---- DATA RECORDS

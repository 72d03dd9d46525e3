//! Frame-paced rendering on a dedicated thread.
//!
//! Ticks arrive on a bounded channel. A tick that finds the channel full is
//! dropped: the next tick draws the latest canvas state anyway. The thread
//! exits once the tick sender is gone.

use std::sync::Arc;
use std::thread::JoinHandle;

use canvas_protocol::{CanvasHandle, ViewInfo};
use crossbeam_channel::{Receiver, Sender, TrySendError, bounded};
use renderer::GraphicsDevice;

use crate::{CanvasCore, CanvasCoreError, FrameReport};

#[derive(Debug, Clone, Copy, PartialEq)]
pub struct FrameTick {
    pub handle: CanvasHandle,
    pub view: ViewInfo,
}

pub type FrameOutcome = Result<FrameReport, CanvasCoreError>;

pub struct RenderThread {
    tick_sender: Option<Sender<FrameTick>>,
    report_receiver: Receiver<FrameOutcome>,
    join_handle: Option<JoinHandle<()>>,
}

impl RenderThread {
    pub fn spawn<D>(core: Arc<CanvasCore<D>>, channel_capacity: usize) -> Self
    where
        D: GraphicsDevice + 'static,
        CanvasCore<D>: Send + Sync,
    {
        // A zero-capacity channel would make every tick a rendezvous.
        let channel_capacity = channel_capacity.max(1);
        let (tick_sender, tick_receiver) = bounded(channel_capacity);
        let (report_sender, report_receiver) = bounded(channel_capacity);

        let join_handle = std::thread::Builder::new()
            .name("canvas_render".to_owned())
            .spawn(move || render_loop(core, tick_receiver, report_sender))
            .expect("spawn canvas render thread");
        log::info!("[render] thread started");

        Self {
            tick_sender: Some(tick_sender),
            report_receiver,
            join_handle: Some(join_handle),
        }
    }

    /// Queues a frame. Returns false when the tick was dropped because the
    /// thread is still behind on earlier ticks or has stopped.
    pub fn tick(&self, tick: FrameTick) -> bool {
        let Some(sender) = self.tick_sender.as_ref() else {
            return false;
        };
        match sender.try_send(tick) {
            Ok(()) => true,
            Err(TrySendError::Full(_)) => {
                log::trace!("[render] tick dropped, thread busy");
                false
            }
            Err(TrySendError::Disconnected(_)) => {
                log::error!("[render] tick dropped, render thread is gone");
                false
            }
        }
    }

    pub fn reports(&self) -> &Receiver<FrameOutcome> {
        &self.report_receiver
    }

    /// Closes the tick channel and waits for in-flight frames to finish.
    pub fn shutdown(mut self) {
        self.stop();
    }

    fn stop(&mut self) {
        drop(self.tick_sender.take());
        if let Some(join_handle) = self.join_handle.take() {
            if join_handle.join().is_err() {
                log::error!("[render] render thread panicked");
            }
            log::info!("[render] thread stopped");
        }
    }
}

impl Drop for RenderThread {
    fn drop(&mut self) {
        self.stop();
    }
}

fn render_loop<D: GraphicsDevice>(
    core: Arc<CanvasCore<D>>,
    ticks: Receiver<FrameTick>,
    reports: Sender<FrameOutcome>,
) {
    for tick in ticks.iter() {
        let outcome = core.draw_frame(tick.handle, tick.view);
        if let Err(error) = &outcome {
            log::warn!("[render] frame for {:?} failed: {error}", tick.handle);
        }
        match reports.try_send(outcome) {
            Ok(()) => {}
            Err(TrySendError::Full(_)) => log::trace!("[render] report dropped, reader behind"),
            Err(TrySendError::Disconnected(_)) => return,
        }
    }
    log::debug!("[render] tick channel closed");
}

--------
---- DATA RECORDS

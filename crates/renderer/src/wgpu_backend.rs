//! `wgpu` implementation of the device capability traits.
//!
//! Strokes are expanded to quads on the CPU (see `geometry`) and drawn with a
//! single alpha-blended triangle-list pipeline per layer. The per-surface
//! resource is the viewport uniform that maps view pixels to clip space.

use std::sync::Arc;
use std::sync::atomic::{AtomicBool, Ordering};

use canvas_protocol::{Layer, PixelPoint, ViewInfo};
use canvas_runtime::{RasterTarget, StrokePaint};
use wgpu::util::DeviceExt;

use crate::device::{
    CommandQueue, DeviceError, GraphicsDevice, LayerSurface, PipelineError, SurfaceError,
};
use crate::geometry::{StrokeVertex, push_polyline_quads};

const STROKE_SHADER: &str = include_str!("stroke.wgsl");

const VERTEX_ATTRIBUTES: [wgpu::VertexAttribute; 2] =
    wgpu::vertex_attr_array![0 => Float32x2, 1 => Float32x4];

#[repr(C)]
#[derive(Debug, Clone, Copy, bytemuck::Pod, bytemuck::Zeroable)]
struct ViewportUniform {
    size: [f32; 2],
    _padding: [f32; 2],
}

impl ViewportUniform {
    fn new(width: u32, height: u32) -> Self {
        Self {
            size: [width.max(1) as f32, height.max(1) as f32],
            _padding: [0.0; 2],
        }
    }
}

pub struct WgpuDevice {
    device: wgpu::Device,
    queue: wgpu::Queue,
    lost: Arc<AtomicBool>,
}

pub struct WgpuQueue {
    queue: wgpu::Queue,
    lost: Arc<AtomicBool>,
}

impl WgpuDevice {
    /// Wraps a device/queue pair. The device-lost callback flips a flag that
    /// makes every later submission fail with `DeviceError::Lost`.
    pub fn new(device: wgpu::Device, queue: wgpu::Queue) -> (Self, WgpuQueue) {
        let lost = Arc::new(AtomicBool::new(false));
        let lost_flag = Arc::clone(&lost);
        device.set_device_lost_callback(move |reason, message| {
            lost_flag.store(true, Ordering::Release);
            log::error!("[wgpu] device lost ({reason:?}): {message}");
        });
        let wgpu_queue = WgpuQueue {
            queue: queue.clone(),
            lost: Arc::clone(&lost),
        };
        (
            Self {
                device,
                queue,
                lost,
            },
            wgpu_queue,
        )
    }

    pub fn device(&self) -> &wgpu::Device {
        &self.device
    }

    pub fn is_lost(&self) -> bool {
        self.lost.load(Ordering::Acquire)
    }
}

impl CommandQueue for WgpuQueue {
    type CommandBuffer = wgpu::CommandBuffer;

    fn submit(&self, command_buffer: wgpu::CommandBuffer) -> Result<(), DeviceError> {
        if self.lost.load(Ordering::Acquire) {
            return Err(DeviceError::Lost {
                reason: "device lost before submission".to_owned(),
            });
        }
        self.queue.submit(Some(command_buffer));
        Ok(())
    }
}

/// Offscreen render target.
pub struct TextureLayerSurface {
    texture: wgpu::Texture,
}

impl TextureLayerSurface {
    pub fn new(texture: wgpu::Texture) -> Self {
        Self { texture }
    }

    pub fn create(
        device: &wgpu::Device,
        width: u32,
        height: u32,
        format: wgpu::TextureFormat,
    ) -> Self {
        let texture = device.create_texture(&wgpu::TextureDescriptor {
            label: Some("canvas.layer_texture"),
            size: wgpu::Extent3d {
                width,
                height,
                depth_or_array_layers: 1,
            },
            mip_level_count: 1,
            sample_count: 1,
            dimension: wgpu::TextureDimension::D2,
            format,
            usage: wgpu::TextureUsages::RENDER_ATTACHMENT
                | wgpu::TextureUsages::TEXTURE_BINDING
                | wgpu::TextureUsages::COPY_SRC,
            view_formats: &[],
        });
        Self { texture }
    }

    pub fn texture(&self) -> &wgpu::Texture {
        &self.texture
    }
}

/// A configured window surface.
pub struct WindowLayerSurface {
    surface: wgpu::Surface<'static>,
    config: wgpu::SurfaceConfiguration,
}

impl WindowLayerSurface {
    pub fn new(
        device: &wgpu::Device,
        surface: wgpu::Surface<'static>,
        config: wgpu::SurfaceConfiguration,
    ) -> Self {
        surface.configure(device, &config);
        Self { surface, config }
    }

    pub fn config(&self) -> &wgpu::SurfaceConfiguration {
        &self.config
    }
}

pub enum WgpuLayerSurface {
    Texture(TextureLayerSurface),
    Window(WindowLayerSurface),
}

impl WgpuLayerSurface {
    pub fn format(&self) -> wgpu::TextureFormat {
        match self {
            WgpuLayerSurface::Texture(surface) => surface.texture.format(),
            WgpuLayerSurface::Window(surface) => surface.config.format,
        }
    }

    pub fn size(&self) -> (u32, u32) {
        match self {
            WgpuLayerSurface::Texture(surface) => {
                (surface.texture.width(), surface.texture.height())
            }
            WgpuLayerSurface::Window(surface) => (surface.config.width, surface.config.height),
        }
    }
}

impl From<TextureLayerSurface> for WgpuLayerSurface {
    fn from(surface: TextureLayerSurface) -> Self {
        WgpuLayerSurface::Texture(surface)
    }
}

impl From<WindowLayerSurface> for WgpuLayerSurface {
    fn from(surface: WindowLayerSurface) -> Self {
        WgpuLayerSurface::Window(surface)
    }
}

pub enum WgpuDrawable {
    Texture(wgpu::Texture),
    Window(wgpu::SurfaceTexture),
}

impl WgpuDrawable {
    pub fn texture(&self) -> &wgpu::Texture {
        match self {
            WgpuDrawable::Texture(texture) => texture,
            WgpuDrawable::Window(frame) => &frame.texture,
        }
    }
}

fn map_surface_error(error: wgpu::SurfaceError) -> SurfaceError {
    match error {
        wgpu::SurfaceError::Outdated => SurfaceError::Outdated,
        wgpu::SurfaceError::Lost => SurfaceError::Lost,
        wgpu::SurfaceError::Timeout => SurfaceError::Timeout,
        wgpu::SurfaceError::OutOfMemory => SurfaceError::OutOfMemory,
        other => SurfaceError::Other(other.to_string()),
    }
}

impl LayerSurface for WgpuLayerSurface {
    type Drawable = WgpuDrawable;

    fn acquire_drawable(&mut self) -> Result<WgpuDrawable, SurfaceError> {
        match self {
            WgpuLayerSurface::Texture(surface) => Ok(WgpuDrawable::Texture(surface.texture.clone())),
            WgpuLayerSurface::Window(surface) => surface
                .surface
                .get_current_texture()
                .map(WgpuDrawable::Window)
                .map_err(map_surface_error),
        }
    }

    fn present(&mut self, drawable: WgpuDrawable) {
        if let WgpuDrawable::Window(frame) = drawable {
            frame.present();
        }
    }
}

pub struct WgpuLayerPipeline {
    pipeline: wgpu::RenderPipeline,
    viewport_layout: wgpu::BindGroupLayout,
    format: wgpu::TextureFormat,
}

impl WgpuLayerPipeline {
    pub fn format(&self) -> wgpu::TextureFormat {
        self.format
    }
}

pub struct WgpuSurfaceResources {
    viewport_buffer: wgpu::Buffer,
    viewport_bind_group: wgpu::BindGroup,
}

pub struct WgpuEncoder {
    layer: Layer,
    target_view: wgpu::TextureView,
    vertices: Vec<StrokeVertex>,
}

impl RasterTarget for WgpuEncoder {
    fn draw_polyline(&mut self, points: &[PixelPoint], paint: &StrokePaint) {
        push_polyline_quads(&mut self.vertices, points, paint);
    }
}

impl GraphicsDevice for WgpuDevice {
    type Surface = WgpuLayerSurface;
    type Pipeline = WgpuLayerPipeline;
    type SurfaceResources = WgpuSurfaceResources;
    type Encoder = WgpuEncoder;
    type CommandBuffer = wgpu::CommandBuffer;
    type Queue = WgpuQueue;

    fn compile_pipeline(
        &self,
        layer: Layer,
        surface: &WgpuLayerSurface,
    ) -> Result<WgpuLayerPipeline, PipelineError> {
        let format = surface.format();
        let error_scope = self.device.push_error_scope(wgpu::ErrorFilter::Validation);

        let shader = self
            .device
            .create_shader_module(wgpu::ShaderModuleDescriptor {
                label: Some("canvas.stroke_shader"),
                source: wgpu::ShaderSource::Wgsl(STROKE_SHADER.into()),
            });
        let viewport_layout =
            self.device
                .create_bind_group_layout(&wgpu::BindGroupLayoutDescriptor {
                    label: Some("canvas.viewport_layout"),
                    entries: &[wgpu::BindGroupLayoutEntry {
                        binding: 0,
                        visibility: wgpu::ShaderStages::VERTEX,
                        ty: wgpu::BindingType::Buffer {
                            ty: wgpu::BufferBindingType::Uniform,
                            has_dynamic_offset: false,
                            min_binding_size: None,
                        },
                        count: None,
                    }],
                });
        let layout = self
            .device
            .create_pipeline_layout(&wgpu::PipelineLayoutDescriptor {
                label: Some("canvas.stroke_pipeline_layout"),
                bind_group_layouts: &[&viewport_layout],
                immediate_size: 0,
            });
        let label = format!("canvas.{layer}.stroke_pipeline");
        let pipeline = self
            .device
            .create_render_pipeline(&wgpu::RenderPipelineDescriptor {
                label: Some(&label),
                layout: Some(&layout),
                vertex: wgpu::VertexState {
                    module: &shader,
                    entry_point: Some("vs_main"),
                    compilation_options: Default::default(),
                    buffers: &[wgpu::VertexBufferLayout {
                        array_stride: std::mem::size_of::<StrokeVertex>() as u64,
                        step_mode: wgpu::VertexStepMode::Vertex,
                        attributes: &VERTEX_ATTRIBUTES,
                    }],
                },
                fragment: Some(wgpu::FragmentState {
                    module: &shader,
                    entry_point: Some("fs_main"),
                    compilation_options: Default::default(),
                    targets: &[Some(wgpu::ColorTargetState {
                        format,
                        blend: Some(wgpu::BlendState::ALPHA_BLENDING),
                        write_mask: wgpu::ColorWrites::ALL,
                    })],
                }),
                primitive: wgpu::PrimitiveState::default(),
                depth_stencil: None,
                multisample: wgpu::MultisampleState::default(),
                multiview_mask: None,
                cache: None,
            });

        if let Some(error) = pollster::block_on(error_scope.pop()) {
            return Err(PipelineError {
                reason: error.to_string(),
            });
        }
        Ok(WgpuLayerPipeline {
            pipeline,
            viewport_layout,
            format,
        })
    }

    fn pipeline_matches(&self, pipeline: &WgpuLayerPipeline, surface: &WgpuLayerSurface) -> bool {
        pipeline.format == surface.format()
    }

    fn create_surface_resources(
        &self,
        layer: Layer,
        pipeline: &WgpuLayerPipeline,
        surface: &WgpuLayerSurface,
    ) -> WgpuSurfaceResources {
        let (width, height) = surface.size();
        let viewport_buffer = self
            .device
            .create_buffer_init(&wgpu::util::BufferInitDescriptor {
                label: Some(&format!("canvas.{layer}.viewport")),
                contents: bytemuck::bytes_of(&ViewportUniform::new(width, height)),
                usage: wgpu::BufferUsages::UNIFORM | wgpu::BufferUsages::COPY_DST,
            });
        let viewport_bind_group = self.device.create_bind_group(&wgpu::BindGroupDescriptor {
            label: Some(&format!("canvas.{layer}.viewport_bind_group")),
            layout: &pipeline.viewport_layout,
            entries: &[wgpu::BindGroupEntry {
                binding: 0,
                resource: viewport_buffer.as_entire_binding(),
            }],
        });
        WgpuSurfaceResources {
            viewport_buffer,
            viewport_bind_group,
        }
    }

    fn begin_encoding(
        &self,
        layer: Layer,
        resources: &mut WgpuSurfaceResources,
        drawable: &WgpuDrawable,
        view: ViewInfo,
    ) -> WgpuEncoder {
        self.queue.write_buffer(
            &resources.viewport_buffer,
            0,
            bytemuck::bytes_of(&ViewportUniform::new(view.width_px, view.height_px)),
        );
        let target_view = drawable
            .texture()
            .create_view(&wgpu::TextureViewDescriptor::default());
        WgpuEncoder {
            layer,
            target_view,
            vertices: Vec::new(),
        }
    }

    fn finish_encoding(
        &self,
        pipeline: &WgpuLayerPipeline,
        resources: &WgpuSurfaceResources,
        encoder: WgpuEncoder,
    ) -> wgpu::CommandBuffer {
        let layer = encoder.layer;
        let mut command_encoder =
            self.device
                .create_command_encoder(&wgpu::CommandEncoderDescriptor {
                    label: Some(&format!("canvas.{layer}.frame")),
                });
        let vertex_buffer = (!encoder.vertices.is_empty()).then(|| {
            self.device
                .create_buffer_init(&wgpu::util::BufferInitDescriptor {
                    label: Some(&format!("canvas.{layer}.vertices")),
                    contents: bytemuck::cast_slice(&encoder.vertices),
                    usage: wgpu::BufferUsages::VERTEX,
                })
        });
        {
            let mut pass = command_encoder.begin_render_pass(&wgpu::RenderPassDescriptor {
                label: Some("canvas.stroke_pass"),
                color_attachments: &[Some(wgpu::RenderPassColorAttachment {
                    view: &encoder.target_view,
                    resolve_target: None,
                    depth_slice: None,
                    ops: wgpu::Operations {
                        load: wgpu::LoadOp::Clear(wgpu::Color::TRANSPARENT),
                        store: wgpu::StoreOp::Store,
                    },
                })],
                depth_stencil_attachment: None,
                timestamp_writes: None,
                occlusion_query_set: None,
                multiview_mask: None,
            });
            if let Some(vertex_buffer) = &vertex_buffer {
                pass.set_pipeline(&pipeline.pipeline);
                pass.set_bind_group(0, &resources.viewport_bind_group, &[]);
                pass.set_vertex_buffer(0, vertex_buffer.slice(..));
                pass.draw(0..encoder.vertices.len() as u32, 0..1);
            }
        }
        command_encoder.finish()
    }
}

--------

▶ [THE TASK]: In the listing above, find the line containing "repository 72d03dd9d46525e3" and the line containing "let channel_capacity = channel_capacity.max(1);", then repeat those two lines and everything between them exactly.

▶ [SOLVED EXERCISE]:
repository 72d03dd9d46525e3
//! Frame-paced rendering on a dedicated thread.
//!
//! Ticks arrive on a bounded channel. A tick that finds the channel full is
//! dropped: the next tick draws the latest canvas state anyway. The thread
//! exits once the tick sender is gone.

use std::sync::Arc;
use std::thread::JoinHandle;

use canvas_protocol::{CanvasHandle, ViewInfo};
use crossbeam_channel::{Receiver, Sender, TrySendError, bounded};
use renderer::GraphicsDevice;

use crate::{CanvasCore, CanvasCoreError, FrameReport};

#[derive(Debug, Clone, Copy, PartialEq)]
pub struct FrameTick {
    pub handle: CanvasHandle,
    pub view: ViewInfo,
}

pub type FrameOutcome = Result<FrameReport, CanvasCoreError>;

pub struct RenderThread {
    tick_sender: Option<Sender<FrameTick>>,
    report_receiver: Receiver<FrameOutcome>,
    join_handle: Option<JoinHandle<()>>,
}

impl RenderThread {
    pub fn spawn<D>(core: Arc<CanvasCore<D>>, channel_capacity: usize) -> Self
    where
        D: GraphicsDevice + 'static,
        CanvasCore<D>: Send + Sync,
    {
        // A zero-capacity channel would make every tick a rendezvous.
        let channel_capacity = channel_capacity.max(1);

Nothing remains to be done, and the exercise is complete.